Instrumentation embedded in the pile captured data on the pile’s geotechnical response to the applied test loads. The instrumentation brackets the zones of interest in order to establish the capacity contribution each zone makes to the overall pile capacity during the test.

These test results are summarized in various curves that present the information such as the O-Cell Movement curve showing the movement of the upper and lower portions of the pile at the O-Cell during the loading sequence. Also presented are interpreted top down load curves, including one with elastic compression, showing the pile behavior under load. Figures 3. a & b, 4. a & b and 5. a & b display that information for test 1 East, 3 East & 5 West test shafts, respectively.
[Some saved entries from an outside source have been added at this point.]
//! 日志基础设施

use tracing_subscriber::EnvFilter;

pub struct Logger;

impl Logger {
    /// 初始化全局日志；设置了 `RUST_LOG` 时以其为准
    pub fn init(level: &str) {
        let filter = EnvFilter::try_from_default_env().unwrap_or_else(|_| EnvFilter::new(level));

        tracing_subscriber::fmt()
            .with_env_filter(filter)
            .with_target(false)
            .compact()
            .init();
    }
}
The test piles were tipped in the Gatun Formation. As may be seen the formation variations point to the importance site characterization and the development of the test program to address that variation for optimal final foundation design calibration. Table 1 gives some additional details on the variations of depths and total applied test loads for the project foundation load tests.

The information from the instrumentation allowed in-depth analysis of the test pile load transfer into the geotechnical materials which provided for foundation design optimization, thus maximizing geotechnical materials strength use. This optimized design saved time and money, while assuring that the rigorous foundation requirements the record-breaking concrete cable stayed structure needed were safely met.